Background The Treatment Satisfaction Questionnaire for Medication (TSQM) was designed to assess patient treatment satisfaction in chronic diseases. Its performance can be used in multiple sclerosis (MS).

Purpose To compare treatment satisfaction in four domains: effectiveness, side effects, convenience and global satisfaction in patients with MS who attended an outpatient pharmacy department.

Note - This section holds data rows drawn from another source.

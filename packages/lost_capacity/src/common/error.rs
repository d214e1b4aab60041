//! Error type shared by every stage of the lost capacity computation. Any of
//! these raised while processing a network means none of that network's
//! results are kept.

use thiserror::Error;

pub type Result<T> = std::result::Result<T, LostCapacityError>;

#[derive(Error, Debug, Clone, PartialEq)]
pub enum LostCapacityError {
    /// None of the manholes in the network has been flagged as a sink, so
    /// there is nowhere for the water to drain to
    #[error("no manhole in the network is flagged as a sink")]
    NoSink,

    #[error("pipe {pipe} references unknown manhole {manhole}")]
    UnknownManhole { pipe: String, manhole: String },

    #[error("measurements were provided for unknown pipe {pipe}")]
    UnknownPipe { pipe: String },

    /// All readings along a single pipe must be taken the same way and from
    /// the same end of the pipe
    #[error("pipe {pipe} mixes measurement kinds or reference ends")]
    InconsistentMeasurements { pipe: String },

    #[error("unsupported measurement type/unit combination {kind}+{unit}")]
    UnsupportedMeasurementCodes { kind: String, unit: String },

    #[error("unknown reference end {code}, expected 1 or 2")]
    UnknownReferenceEnd { code: String },

    #[error("pipe {pipe} would need {count} virtual measurements")]
    TooManyVirtualMeasurements { pipe: String, count: usize },

    #[error("invalid value for {key}: {value}")]
    InvalidConfig { key: String, value: String },

    #[error("lease {key} is already held by {holder}")]
    LeaseHeld { key: String, holder: String },
}

#[cfg(test)]
mod tests {
    use super::*;

    /// Error messages are passed straight back to API users, so check that
    /// the offending codes make it into them
    #[test]
    fn test_unknown_manhole_message() {
        let err = LostCapacityError::UnknownManhole {
            pipe: "P1".to_string(),
            manhole: "M9".to_string(),
        };

        assert_eq!(err.to_string(), "pipe P1 references unknown manhole M9");
    }

    #[test]
    fn test_lease_held_message() {
        let err = LostCapacityError::LeaseHeld {
            key: "recompute_all".to_string(),
            holder: "worker-1".to_string(),
        };

        assert_eq!(
            err.to_string(),
            "lease recompute_all is already held by worker-1"
        );
    }
}
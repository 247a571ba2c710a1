//! Configuration management subsystem.
//!
//! # Data Flow
//! ```text
//! config file (TOML)
//!     → loader.rs (parse & deserialize, resolve transform files)
//!     → validation.rs (semantic checks, raw → validated routes)
//!     → LoadedConfig (validated, immutable)
//!     → consumed once at startup by the route table and server
//! ```
//!
//! # Design Decisions
//! - Config is immutable once loaded; there is no reload path
//! - All sections have defaults to allow minimal configs
//! - Validation separates syntactic (serde) from semantic checks

pub mod loader;
pub mod schema;
pub mod validation;

pub use loader::{load_config, ConfigError, LoadedConfig};
pub use schema::{AdapterConfig, BridgeConfig, ListenerConfig, ObservabilityConfig, RouteConfigRaw};
pub use validation::ValidationError;
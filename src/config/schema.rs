//! Configuration schema definitions.
//!
//! This module defines the complete configuration structure for the adapter.
//! All types derive Serde traits for deserialization from config files.

use serde::{Deserialize, Serialize};

/// Root configuration for the transform adapter.
#[derive(Debug, Clone, Deserialize, Serialize, Default)]
#[serde(default)]
pub struct AdapterConfig {
    /// Listener configuration (bind address).
    pub listener: ListenerConfig,

    /// Device bridge endpoint configuration.
    pub bridge: BridgeConfig,

    /// D2C message route definitions.
    pub routes: Vec<RouteConfigRaw>,

    /// Observability settings.
    pub observability: ObservabilityConfig,
}

/// Listener configuration.
#[derive(Debug, Clone, Deserialize, Serialize)]
#[serde(default)]
pub struct ListenerConfig {
    /// Bind address (e.g., "0.0.0.0:8080").
    pub bind_address: String,
}

impl Default for ListenerConfig {
    fn default() -> Self {
        Self {
            bind_address: "0.0.0.0:8080".to_string(),
        }
    }
}

/// Device bridge endpoint configuration.
#[derive(Debug, Clone, Deserialize, Serialize)]
#[serde(default)]
pub struct BridgeConfig {
    /// Base URL of the device bridge API (e.g., "https://mybridge.example.com/api/v1/").
    pub base_url: String,

    /// Request timeout for bridge calls in seconds.
    pub request_timeout_secs: u64,
}

impl Default for BridgeConfig {
    fn default() -> Self {
        Self {
            base_url: String::new(),
            request_timeout_secs: 30,
        }
    }
}

/// Raw D2C message route definition, as it appears in the config file.
///
/// Exactly one of the device id fields and exactly one of the auth fields
/// must be set; this is checked by semantic validation, which converts the
/// raw entry into a `routing::Route`.
#[derive(Debug, Clone, Deserialize, Serialize, Default)]
#[serde(default)]
pub struct RouteConfigRaw {
    /// Path pattern for requests routed to this transform (e.g., "/{deviceId}/telemetry").
    pub path: String,

    /// jq query applied to the request body. Absent means pass-through.
    pub transform: Option<String>,

    /// File containing the jq query, relative to the config file directory.
    /// Mutually exclusive with `transform`.
    pub transform_file: Option<String>,

    /// Path parameter containing the device id.
    pub device_id_path_param: Option<String>,

    /// Body field containing the device id.
    pub device_id_body_field: Option<String>,

    /// jq query that picks the device id from the request body.
    pub device_id_body_query: Option<String>,

    /// Header containing the auth key.
    pub auth_header: Option<String>,

    /// Query parameter containing the auth key.
    pub auth_query_param: Option<String>,
}

/// Observability configuration.
#[derive(Debug, Clone, Deserialize, Serialize)]
#[serde(default)]
pub struct ObservabilityConfig {
    /// Log level (trace, debug, info, warn, error).
    pub log_level: String,

    /// Enable metrics endpoint.
    pub metrics_enabled: bool,

    /// Metrics endpoint bind address.
    pub metrics_address: String,
}

impl Default for ObservabilityConfig {
    fn default() -> Self {
        Self {
            log_level: "info".to_string(),
            metrics_enabled: false,
            metrics_address: "0.0.0.0:9090".to_string(),
        }
    }
}

#[cfg(test)]
mod tests {
    use super::*;

    #[test]
    fn test_default_config() {
        let config = AdapterConfig::default();
        assert_eq!(config.listener.bind_address, "0.0.0.0:8080");
        assert!(config.routes.is_empty());
        assert!(!config.observability.metrics_enabled);
    }

    #[test]
    fn test_parse_route_entry() {
        let config: AdapterConfig = toml::from_str(
            r#"
            [bridge]
            base_url = "https://bridge.example.com/api/v1/"

            [[routes]]
            path = "/{deviceId}/telemetry"
            transform = "{ data: .telemetry }"
            device_id_path_param = "deviceId"
            auth_header = "x-api-key"
            "#,
        )
        .unwrap();

        assert_eq!(config.routes.len(), 1);
        let route = &config.routes[0];
        assert_eq!(route.path, "/{deviceId}/telemetry");
        assert_eq!(route.transform.as_deref(), Some("{ data: .telemetry }"));
        assert_eq!(route.device_id_path_param.as_deref(), Some("deviceId"));
        assert!(route.auth_query_param.is_none());
    }
}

Material and methods The study was conducted in a tertiary hospital in Madrid, Spain. Eligible patients were those who had received one of the following treatments for at least 4 months: subcutaneous interferon β-1a (SC IFNβ-1a) 125 μg, Plegridy; SC IFNβ-1a 22/44 μg, Rebif; SC IFNβ-1b 250 μg, Betaferon; glatiramer acetate (GA) 40 mg, Copaxone; oral (PO) teriflonomide, Aubagio; PO dimethyl fumarate (DMF), Tecfidera; or PO fingolimod, Gilenya. Patients were asked to complete the TSQM questionnaire. Furthermore, the pharmacist registered any adverse drug reactions the patients could have suffered during the last month.

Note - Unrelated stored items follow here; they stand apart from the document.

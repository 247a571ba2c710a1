//! Configuration validation.
//!
//! # Responsibilities
//! - Semantic validation (serde handles syntactic)
//! - Enforce exactly-one-of rules for device id and auth sources
//! - Convert raw route entries into validated `routing::Route` values
//!
//! # Design Decisions
//! - Returns all validation errors, not just the first
//! - Validation is a pure function over the raw config
//! - Runs before any route is accepted into the system

use thiserror::Error;

use crate::config::schema::RouteConfigRaw;
use crate::routing::{AuthSource, DeviceIdSource, Route};

/// A semantic error in one route definition.
#[derive(Debug, Clone, PartialEq, Eq, Error)]
pub enum ValidationError {
    /// The route has no path.
    #[error("path missing in route definition")]
    MissingPath,

    /// The route path does not start with a slash.
    #[error("path {path} must begin with '/'")]
    InvalidPath { path: String },

    /// Both an inline query and a query file were given.
    #[error("either transform or transform_file may be defined, not both, in route {path}")]
    ConflictingTransform { path: String },

    /// Zero or more than one auth source was given.
    #[error("exactly one of auth_header or auth_query_param must be defined in route {path}")]
    InvalidAuthSource { path: String },

    /// Zero or more than one device id source was given.
    #[error(
        "exactly one of device_id_path_param, device_id_body_field, or \
         device_id_body_query must be defined in route {path}"
    )]
    InvalidDeviceIdSource { path: String },
}

fn set(field: &Option<String>) -> bool {
    field.as_deref().is_some_and(|v| !v.is_empty())
}

/// Check every route entry, collecting all errors.
pub fn validate_routes(routes: &[RouteConfigRaw]) -> Result<(), Vec<ValidationError>> {
    let mut errors = Vec::new();

    for route in routes {
        if route.path.is_empty() {
            errors.push(ValidationError::MissingPath);
            continue;
        }

        if !route.path.starts_with('/') {
            errors.push(ValidationError::InvalidPath {
                path: route.path.clone(),
            });
        }

        if set(&route.transform) && set(&route.transform_file) {
            errors.push(ValidationError::ConflictingTransform {
                path: route.path.clone(),
            });
        }

        let auth_sources = [&route.auth_header, &route.auth_query_param]
            .iter()
            .filter(|f| set(f))
            .count();
        if auth_sources != 1 {
            errors.push(ValidationError::InvalidAuthSource {
                path: route.path.clone(),
            });
        }

        let device_id_sources = [
            &route.device_id_path_param,
            &route.device_id_body_field,
            &route.device_id_body_query,
        ]
        .iter()
        .filter(|f| set(f))
        .count();
        if device_id_sources != 1 {
            errors.push(ValidationError::InvalidDeviceIdSource {
                path: route.path.clone(),
            });
        }
    }

    if errors.is_empty() {
        Ok(())
    } else {
        Err(errors)
    }
}

/// Convert a raw entry that passed [`validate_routes`] into a [`Route`].
///
/// `transform` is the resolved query text (inline, or read from
/// `transform_file` by the loader).
pub fn build_route(
    raw: &RouteConfigRaw,
    transform: Option<String>,
) -> Result<Route, ValidationError> {
    let device_id = if set(&raw.device_id_path_param) {
        DeviceIdSource::PathParam(raw.device_id_path_param.clone().unwrap_or_default())
    } else if set(&raw.device_id_body_field) {
        DeviceIdSource::BodyField(raw.device_id_body_field.clone().unwrap_or_default())
    } else if set(&raw.device_id_body_query) {
        DeviceIdSource::BodyQuery(raw.device_id_body_query.clone().unwrap_or_default())
    } else {
        return Err(ValidationError::InvalidDeviceIdSource {
            path: raw.path.clone(),
        });
    };

    let auth = if set(&raw.auth_header) {
        AuthSource::Header(raw.auth_header.clone().unwrap_or_default())
    } else if set(&raw.auth_query_param) {
        AuthSource::QueryParam(raw.auth_query_param.clone().unwrap_or_default())
    } else {
        return Err(ValidationError::InvalidAuthSource {
            path: raw.path.clone(),
        });
    };

    Ok(Route {
        path: raw.path.clone(),
        transform: transform.filter(|t| !t.is_empty()),
        device_id,
        auth,
    })
}

#[cfg(test)]
mod tests {
    use super::*;

    fn base_route() -> RouteConfigRaw {
        RouteConfigRaw {
            path: "/{id}/message".to_string(),
            device_id_path_param: Some("id".to_string()),
            auth_header: Some("key".to_string()),
            ..Default::default()
        }
    }

    #[test]
    fn test_valid_route() {
        assert_eq!(validate_routes(&[base_route()]), Ok(()));
    }

    #[test]
    fn test_path_missing() {
        let mut route = base_route();
        route.path = String::new();
        let errs = validate_routes(&[route]).unwrap_err();
        assert_eq!(errs, vec![ValidationError::MissingPath]);
    }

    #[test]
    fn test_path_without_leading_slash() {
        let mut route = base_route();
        route.path = "message".to_string();
        let errs = validate_routes(&[route]).unwrap_err();
        assert!(errs.contains(&ValidationError::InvalidPath {
            path: "message".to_string()
        }));
    }

    #[test]
    fn test_conflicting_transforms() {
        let mut route = base_route();
        route.transform = Some(".".to_string());
        route.transform_file = Some("transform.jq".to_string());
        let errs = validate_routes(&[route]).unwrap_err();
        assert!(errs.contains(&ValidationError::ConflictingTransform {
            path: "/{id}/message".to_string()
        }));
    }

    #[test]
    fn test_auth_missing() {
        let mut route = base_route();
        route.auth_header = None;
        let errs = validate_routes(&[route]).unwrap_err();
        assert_eq!(
            errs,
            vec![ValidationError::InvalidAuthSource {
                path: "/{id}/message".to_string()
            }]
        );
    }

    #[test]
    fn test_auth_both() {
        let mut route = base_route();
        route.auth_query_param = Some("key".to_string());
        let errs = validate_routes(&[route]).unwrap_err();
        assert_eq!(
            errs,
            vec![ValidationError::InvalidAuthSource {
                path: "/{id}/message".to_string()
            }]
        );
    }

    #[test]
    fn test_device_id_missing() {
        let mut route = base_route();
        route.device_id_path_param = None;
        let errs = validate_routes(&[route]).unwrap_err();
        assert_eq!(
            errs,
            vec![ValidationError::InvalidDeviceIdSource {
                path: "/{id}/message".to_string()
            }]
        );
    }

    #[test]
    fn test_device_id_both() {
        let mut route = base_route();
        route.device_id_body_query = Some(".device.id".to_string());
        let errs = validate_routes(&[route]).unwrap_err();
        assert_eq!(
            errs,
            vec![ValidationError::InvalidDeviceIdSource {
                path: "/{id}/message".to_string()
            }]
        );
    }

    #[test]
    fn test_all_errors_reported() {
        let mut bad_auth = base_route();
        bad_auth.auth_header = None;
        let mut bad_device = base_route();
        bad_device.device_id_path_param = None;
        let errs = validate_routes(&[bad_auth, bad_device]).unwrap_err();
        assert_eq!(errs.len(), 2);
    }

    #[test]
    fn test_build_route_sources() {
        let route = build_route(&base_route(), None).unwrap();
        assert_eq!(route.device_id, DeviceIdSource::PathParam("id".to_string()));
        assert_eq!(route.auth, AuthSource::Header("key".to_string()));
        assert!(route.transform.is_none());

        let mut raw = base_route();
        raw.device_id_path_param = None;
        raw.device_id_body_field = Some("device".to_string());
        raw.auth_header = None;
        raw.auth_query_param = Some("apikey".to_string());
        let route = build_route(&raw, Some("{ data: .telemetry }".to_string())).unwrap();
        assert_eq!(
            route.device_id,
            DeviceIdSource::BodyField("device".to_string())
        );
        assert_eq!(route.auth, AuthSource::QueryParam("apikey".to_string()));
        assert_eq!(route.transform.as_deref(), Some("{ data: .telemetry }"));
    }
}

Results 60 patients (41 women) with a median age of 44±11 years were included in the study. The most used treatments were SC IFNβ-1a (15 patients) and DMF (12). Treatment satisfaction scores were 71.4 (71.4–85.7) for effectiveness, 90.0 (75.0–96.3) for side effects, 78.6 (71.4–90.4) for convenience and 76.5 (70.6–88.2) for global satisfaction (out of a maximum of 100). There were statistically significant differences among the different patients´ treatment satisfaction scores in terms of side effects (p=0.0034) and convenience (p=0.0041). However, no differences were found for effectiveness (p=0.8339) or global satisfaction (p=0.8711). When comparing PO versus SC treatments, there were important differences in terms of sides effects (p=0.0027), but global satisfaction remained non-significant (p=0.6204). Most reported side effects were injection site reactions (71.1% of patients with SC treatment) and flu-like symptoms for IFN administrations (54.9%). Patients reported gastrointestinal adverse symptoms for DMF (83.3%). Fingolimod was the best tolerated treatment (all 5 patients reported no adverse effects).

Conclusion Patients with MS who attended our outpatient pharmacy department were satisfied in terms of effectiveness, side effects, convenience and global satisfaction. Differences in the profile of side effects were remarkable but these did not t affect effectiveness or global satisfaction.